_TASK INSTRUCTIONS_
Below are lines of data; restate word for word those running from the line containing "self.len() == 0" to the line containing "let patch = session.create_jmp_patch(spec).await?;", inclusive, and no others.

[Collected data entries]
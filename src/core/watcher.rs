//! # TargetWatcher: keeps one target attached and patched.
//!
//! ## State machine
//! ```text
//!            ┌──────────── AttachFailure: sleep(retry) ───────────┐
//!            ▼                                                     │
//!   ┌──► SEARCHING ── registry.attach(target) ─────────────────────┘
//!   │        │ ok
//!   │        ▼
//!   │   setup.setup(session) ── Vec<PatchGuard>
//!   │        ▼
//!   └── MANAGED ── waits on session.detached() or the token
//!          detach
//!
//! token cancelled (any state) ──► CANCELLED:
//!     session registered? ── yes ─► clear_all_patches() ─► Err(Canceled)
//!                         └─ no ──────────────────────────► Err(Canceled)
//! ```
//!
//! ## Rules
//! - Only `AttachFailure` is retried; any other attach error ends the task as `Fatal`.
//! - Setup runs to completion even if cancellation arrives meanwhile, so every
//!   patch it applied is known to the session before the cleanup sweep.
//! - A setup error on a session that detached meanwhile goes back to SEARCHING.
//! - The cleanup sweep runs even when the setup holds guards: guards only cover
//!   patches applied through them.

use std::sync::Arc;

use async_trait::async_trait;
use parking_lot::Mutex;
use tokio_util::sync::CancellationToken;

use crate::core::patch::PatchGuard;
use crate::core::registry::Registry;
use crate::core::session::Session;
use crate::error::{SessionError, TaskError};
use crate::events::{Event, EventKind};
use crate::patches::{JmpPatchSpec, NopPatchSpec};
use crate::policies::BackoffPolicy;
use crate::tasks::Task;

/// Watcher state.
#[derive(Debug, Clone, Copy, PartialEq, Eq)]
pub enum WatchState {
    /// No session for the target; attach attempts are running.
    Searching,
    /// Session exists and the setup routine ran.
    Managed,
    /// Terminal.
    Cancelled,
}

impl WatchState {
    pub fn as_str(&self) -> &'static str {
        match self {
            WatchState::Searching => "searching",
            WatchState::Managed => "managed",
            WatchState::Cancelled => "cancelled",
        }
    }
}

/// Target-specific work done once per fresh session.
///
/// Return guards for the patches applied; the watcher holds them while the
/// session is managed.
#[async_trait]
pub trait SessionSetup: Send + Sync + 'static {
    async fn setup(&self, session: &Arc<Session>) -> Result<Vec<PatchGuard>, SessionError>;
}

/// Setup that creates and applies a fixed set of patches, in order.
///
/// # Example
/// ```rust
/// use patchvisor::{DefaultPatches, JmpPatchSpec, PatchVarSpec};
///
/// let setup = DefaultPatches::new().with_jmp(
///     JmpPatchSpec::new("anti_fog", "rwr_game.exe", "D9 44 24 08 D9 59 4C D9 44 24 04 D9 59 50")
///         .with_var(PatchVarSpec::new("range", "float", 4, "600.0"))
///         .with_var(PatchVarSpec::new("offset", "float", 4, "-100.0"))
///         .with_patch_size(32)
///         .with_return_offset(14),
/// );
/// assert_eq!(setup.len(), 1);
/// ```
#[derive(Debug, Clone, Default)]
pub struct DefaultPatches {
    jmp: Vec<JmpPatchSpec>,
    nop: Vec<NopPatchSpec>,
}

impl DefaultPatches {
    pub fn new() -> Self {
        Self::default()
    }

    pub fn with_jmp(mut self, spec: JmpPatchSpec) -> Self {
        self.jmp.push(spec);
        self
    }

    pub fn with_nop(mut self, spec: NopPatchSpec) -> Self {
        self.nop.push(spec);
        self
    }

    pub fn len(&self) -> usize {
        self.jmp.len() + self.nop.len()
    }

    pub fn is_empty(&self) -> bool {
        self.len() == 0
    }
}

#[async_trait]
impl SessionSetup for DefaultPatches {
    async fn setup(&self, session: &Arc<Session>) -> Result<Vec<PatchGuard>, SessionError> {
        let mut guards = Vec::with_capacity(self.len());
        for spec in &self.jmp {
            let patch = session.create_jmp_patch(spec).await?;
            guards.push(patch.apply_scoped().await?);
        }
        for spec in &self.nop {
            let patch = session.create_nop_patch(spec).await?;
            guards.push(patch.apply_scoped().await?);
        }
        Ok(guards)
    }
}

/// Supervised loop for one target.
pub struct TargetWatcher {
    name: String,
    target: String,
    registry: Arc<Registry>,
    setup: Arc<dyn SessionSetup>,
    retry: BackoffPolicy,
    state: Mutex<WatchState>,
}

impl TargetWatcher {
    /// Creates a watcher named `watch:<target>` with the default retry policy.
    pub fn new(
        target: impl Into<String>,
        registry: Arc<Registry>,
        setup: Arc<dyn SessionSetup>,
    ) -> Self {
        let target = target.into();
        Self {
            name: format!("watch:{target}"),
            target,
            registry,
            setup,
            retry: BackoffPolicy::default(),
            state: Mutex::new(WatchState::Searching),
        }
    }

    pub fn with_retry(mut self, retry: BackoffPolicy) -> Self {
        self.retry = retry;
        self
    }

    pub fn target(&self) -> &str {
        &self.target
    }

    pub fn state(&self) -> WatchState {
        *self.state.lock()
    }

    fn set_state(&self, next: WatchState) {
        {
            let mut state = self.state.lock();
            if *state == next {
                return;
            }
            *state = next;
        }
        self.registry.bus().publish(
            Event::new(EventKind::WatchStateChanged)
                .with_target(self.target.as_str())
                .with_task(self.name.as_str())
                .with_state(next),
        );
    }

    async fn cancelled(&self) -> Result<(), TaskError> {
        self.set_state(WatchState::Cancelled);
        if let Some(session) = self.registry.get(&self.target) {
            self.registry.bus().publish(
                Event::new(EventKind::CleanupStarted)
                    .with_target(self.target.as_str())
                    .with_task(self.name.as_str()),
            );
            // failures are already published by the session
            let _ = session.clear_all_patches().await;
        }
        Err(TaskError::Canceled)
    }
}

_ANSWER AREA_
        self.len() == 0
    }
}

#[async_trait]
impl SessionSetup for DefaultPatches {
    async fn setup(&self, session: &Arc<Session>) -> Result<Vec<PatchGuard>, SessionError> {
        let mut guards = Vec::with_capacity(self.len());
        for spec in &self.jmp {
            let patch = session.create_jmp_patch(spec).await?;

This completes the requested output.